The data:
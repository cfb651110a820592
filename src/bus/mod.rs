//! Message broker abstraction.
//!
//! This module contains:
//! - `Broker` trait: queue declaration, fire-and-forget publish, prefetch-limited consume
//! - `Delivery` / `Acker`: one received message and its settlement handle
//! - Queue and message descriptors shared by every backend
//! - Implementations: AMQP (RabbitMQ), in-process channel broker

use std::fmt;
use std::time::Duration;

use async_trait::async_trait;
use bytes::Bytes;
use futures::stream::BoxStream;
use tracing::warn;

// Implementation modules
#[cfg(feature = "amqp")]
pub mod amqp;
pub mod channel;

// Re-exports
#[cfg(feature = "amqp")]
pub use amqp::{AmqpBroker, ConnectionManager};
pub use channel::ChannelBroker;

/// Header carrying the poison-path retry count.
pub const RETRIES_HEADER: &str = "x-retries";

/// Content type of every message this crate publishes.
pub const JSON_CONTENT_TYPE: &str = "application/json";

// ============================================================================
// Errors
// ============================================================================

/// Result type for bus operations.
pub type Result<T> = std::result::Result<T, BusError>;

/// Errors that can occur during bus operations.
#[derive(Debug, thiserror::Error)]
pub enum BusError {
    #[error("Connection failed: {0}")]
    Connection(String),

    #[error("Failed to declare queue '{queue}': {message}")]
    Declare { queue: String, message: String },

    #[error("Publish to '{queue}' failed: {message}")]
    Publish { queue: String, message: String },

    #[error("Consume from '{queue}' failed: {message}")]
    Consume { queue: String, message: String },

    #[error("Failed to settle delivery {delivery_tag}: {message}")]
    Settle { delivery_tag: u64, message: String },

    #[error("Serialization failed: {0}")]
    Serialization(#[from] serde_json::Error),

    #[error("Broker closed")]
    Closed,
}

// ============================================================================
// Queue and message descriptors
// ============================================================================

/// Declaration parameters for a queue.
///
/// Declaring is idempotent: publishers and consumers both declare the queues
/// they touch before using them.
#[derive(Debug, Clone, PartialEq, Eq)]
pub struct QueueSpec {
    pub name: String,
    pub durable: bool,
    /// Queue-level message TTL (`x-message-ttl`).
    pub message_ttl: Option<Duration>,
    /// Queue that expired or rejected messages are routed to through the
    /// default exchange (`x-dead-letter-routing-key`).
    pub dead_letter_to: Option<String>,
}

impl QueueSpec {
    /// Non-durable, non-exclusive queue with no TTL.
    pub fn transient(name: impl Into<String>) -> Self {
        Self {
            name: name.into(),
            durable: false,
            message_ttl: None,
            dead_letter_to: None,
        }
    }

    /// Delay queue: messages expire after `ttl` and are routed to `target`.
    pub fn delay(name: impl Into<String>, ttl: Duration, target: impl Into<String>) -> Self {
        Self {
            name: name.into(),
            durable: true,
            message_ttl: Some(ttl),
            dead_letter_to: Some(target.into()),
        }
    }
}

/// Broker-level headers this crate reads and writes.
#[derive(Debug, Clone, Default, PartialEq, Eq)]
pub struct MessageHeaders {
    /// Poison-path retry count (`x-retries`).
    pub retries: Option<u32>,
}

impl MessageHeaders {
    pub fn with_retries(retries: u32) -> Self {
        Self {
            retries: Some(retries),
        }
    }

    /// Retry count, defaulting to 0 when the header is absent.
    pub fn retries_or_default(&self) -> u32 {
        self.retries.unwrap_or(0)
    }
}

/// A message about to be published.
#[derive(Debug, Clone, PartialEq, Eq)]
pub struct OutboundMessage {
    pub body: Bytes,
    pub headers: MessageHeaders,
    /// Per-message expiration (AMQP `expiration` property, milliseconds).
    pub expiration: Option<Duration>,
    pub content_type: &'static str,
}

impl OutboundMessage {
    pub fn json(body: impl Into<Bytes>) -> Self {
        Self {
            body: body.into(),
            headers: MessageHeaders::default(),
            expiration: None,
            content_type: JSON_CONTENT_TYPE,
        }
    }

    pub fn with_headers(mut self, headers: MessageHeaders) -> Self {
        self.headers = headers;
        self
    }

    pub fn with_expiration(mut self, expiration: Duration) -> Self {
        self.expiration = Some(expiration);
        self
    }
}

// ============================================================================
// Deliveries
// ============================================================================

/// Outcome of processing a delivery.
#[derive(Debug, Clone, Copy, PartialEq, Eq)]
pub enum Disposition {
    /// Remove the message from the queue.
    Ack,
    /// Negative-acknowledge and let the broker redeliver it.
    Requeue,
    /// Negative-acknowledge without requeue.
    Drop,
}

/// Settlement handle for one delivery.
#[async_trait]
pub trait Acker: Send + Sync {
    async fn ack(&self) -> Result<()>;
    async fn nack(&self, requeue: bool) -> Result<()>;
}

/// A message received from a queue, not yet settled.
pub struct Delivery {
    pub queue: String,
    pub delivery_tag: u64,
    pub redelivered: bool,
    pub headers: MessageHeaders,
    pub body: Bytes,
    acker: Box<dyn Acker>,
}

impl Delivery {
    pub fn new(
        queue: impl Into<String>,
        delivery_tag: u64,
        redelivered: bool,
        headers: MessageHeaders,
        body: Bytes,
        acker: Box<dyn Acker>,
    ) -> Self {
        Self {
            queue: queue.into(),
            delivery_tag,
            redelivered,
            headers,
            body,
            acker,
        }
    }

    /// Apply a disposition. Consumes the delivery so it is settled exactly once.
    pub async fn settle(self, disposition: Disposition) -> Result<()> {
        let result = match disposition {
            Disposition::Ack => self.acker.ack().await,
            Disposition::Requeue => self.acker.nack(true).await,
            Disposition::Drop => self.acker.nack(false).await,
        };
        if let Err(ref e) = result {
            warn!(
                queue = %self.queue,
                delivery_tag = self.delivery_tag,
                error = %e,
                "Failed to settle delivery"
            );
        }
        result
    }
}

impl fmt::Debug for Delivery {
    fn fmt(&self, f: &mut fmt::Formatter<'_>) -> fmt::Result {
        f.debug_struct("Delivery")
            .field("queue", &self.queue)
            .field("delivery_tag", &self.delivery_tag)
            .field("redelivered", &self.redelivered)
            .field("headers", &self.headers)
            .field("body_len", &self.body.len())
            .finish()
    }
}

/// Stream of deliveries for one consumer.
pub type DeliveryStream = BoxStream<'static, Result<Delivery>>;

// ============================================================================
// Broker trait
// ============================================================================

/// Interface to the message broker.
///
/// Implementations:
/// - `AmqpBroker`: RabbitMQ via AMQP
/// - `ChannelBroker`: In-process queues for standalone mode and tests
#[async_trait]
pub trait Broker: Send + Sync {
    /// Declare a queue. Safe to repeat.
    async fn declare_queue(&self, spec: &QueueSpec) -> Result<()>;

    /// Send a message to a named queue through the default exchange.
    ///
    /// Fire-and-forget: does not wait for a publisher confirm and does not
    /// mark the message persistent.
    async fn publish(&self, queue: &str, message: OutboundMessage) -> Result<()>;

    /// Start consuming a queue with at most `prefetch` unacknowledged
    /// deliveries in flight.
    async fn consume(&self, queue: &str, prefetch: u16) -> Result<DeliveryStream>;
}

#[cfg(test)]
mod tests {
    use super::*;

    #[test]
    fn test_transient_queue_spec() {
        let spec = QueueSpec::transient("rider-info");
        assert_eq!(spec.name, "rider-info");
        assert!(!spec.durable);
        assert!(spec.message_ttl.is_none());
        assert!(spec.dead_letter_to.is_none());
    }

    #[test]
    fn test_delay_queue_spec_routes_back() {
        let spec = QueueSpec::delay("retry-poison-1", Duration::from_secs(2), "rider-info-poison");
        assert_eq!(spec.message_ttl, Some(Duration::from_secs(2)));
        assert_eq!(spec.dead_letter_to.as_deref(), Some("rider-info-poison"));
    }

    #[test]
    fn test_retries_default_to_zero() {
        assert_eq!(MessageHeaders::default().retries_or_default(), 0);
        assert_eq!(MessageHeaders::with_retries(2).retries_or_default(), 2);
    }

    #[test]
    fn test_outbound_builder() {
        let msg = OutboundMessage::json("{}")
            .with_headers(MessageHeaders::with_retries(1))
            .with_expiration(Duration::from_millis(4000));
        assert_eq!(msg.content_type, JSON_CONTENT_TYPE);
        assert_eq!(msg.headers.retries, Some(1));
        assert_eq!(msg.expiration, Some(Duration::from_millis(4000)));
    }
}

--

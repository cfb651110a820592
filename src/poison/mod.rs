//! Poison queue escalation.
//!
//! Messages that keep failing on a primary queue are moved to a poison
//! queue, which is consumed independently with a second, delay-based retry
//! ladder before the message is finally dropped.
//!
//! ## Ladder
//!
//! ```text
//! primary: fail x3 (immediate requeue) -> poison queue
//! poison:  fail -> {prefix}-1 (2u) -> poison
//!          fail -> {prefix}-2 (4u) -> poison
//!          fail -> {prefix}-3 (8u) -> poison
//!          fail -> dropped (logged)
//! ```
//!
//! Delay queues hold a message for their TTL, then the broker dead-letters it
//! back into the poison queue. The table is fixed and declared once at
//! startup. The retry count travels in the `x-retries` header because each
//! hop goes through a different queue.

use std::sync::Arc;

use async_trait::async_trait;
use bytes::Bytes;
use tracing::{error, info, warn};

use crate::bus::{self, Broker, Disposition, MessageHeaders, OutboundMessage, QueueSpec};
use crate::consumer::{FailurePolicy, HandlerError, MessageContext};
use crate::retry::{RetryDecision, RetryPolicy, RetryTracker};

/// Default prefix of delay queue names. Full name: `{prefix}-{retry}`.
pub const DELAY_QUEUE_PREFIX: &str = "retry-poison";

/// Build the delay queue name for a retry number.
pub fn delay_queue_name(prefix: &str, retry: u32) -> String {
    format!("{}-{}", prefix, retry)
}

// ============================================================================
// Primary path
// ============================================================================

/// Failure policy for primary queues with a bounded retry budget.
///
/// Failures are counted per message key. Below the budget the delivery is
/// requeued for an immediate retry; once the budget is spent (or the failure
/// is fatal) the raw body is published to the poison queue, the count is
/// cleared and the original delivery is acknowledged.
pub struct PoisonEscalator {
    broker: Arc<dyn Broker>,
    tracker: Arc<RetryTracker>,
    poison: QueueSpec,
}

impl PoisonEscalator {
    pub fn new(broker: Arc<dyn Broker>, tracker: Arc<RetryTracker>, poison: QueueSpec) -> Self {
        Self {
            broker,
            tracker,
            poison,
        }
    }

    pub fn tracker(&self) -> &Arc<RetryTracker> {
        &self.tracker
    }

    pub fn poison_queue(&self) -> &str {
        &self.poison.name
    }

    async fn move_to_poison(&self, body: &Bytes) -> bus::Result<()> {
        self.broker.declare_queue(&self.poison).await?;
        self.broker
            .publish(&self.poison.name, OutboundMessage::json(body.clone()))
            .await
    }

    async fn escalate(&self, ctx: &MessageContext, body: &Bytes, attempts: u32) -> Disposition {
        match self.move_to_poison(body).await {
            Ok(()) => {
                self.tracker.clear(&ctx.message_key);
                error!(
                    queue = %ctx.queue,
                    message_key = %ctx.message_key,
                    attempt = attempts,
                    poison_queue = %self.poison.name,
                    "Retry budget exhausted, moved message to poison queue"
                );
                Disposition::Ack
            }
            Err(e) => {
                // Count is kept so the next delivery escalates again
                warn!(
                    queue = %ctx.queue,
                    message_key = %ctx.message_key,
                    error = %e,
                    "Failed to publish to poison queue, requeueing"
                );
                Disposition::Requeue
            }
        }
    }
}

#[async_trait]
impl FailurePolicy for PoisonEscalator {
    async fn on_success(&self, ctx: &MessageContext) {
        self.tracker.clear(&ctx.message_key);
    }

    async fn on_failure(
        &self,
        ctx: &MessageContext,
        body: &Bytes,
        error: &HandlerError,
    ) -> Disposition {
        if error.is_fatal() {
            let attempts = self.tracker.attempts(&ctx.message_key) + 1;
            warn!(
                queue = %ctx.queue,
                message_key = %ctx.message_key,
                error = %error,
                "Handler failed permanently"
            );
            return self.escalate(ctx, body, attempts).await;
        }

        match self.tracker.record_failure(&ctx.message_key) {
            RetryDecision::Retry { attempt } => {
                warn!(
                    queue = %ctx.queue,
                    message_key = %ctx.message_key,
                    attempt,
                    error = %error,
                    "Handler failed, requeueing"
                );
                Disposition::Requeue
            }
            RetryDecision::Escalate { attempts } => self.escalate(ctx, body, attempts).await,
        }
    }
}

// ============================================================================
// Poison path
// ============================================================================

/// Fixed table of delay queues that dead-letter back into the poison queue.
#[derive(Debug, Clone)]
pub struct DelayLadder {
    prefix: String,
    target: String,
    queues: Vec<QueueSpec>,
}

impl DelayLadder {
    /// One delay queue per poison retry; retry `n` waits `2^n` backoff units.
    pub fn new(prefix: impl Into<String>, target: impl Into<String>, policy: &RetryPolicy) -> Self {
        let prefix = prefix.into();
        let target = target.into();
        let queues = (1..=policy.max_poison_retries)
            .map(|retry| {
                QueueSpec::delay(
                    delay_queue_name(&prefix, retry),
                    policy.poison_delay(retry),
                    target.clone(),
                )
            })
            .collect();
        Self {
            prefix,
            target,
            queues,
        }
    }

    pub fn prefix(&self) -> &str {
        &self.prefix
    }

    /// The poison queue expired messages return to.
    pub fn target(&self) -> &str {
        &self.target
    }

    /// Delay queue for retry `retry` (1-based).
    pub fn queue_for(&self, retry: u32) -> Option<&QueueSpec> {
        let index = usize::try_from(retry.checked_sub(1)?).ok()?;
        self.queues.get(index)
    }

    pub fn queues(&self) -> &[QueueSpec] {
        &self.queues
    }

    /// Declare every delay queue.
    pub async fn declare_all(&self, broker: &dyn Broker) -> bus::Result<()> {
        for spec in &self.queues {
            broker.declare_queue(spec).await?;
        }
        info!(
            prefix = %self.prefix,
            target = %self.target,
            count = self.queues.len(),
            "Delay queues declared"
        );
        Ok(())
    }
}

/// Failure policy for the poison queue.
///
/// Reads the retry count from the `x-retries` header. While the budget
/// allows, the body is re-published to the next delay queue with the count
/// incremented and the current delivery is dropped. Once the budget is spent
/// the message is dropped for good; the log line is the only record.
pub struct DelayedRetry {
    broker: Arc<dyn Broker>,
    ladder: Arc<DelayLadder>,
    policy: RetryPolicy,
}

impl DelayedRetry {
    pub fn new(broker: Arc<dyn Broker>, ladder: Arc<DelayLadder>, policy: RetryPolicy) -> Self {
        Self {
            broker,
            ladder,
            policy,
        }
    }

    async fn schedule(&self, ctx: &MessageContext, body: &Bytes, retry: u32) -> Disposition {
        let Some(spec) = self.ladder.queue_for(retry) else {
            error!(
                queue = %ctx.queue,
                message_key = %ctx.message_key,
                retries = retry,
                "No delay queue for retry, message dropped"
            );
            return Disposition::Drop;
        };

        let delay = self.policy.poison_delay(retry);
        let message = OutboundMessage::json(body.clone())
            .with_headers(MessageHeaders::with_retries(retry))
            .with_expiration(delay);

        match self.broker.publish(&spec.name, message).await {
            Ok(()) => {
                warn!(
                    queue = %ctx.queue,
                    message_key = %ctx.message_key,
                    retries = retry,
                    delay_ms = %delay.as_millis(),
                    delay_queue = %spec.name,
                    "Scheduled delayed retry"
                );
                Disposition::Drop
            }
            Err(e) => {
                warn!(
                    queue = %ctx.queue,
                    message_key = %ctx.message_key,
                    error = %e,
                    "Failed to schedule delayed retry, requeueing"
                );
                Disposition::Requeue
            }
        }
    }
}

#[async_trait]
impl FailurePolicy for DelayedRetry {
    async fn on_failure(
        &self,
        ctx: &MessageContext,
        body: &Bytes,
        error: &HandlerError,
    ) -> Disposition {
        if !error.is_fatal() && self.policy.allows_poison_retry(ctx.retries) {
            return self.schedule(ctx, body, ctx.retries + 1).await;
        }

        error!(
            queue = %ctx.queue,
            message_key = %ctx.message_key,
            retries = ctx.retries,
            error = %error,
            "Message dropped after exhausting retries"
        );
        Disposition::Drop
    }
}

==

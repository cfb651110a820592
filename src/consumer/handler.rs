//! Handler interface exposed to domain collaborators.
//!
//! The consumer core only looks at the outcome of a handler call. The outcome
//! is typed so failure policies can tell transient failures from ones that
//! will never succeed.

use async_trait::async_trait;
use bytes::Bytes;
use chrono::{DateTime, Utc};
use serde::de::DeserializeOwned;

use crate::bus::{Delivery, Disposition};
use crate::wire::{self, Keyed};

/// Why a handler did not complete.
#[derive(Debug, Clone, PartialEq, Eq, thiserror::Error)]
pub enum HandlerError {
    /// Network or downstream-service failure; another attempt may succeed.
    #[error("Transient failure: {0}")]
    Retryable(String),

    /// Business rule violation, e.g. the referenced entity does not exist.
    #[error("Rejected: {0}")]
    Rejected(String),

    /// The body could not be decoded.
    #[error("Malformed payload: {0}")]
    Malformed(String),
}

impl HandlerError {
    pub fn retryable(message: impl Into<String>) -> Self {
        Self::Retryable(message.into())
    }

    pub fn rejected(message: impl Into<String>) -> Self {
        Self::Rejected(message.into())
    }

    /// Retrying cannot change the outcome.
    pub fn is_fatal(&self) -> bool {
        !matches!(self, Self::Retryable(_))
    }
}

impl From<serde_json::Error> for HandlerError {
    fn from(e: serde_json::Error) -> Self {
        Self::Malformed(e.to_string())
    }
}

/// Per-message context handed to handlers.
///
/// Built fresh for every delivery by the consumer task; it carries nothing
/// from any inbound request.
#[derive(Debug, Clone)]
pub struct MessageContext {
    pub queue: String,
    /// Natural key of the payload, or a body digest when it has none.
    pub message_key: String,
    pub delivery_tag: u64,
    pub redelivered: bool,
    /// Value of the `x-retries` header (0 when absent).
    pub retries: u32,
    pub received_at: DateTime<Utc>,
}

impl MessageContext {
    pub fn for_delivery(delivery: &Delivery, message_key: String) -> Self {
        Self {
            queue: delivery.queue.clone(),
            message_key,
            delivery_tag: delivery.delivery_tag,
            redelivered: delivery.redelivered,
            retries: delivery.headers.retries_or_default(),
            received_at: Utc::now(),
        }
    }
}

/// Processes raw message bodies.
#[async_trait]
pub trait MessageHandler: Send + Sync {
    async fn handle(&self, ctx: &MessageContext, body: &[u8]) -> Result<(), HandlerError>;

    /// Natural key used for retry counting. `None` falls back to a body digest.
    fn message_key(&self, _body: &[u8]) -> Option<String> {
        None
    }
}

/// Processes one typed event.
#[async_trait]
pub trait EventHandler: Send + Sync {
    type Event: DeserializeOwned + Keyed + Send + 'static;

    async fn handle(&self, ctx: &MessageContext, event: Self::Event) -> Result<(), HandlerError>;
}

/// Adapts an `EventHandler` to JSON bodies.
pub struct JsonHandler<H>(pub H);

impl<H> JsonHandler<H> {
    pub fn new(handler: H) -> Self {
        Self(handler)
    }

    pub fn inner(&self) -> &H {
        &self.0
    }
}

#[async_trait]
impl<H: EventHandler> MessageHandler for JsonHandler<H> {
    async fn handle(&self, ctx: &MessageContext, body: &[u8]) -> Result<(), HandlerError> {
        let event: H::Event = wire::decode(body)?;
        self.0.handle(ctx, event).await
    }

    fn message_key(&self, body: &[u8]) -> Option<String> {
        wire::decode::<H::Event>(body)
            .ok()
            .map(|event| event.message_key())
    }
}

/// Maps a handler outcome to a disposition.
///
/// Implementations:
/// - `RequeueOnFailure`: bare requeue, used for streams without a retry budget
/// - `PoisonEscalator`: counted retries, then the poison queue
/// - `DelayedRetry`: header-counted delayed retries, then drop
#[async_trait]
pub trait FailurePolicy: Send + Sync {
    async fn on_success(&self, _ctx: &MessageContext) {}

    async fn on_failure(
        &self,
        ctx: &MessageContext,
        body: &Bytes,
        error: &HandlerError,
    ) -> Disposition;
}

Description of the task: Report how many lines in the listing include the word "bodies". Give nothing but the count.

Task answer: 2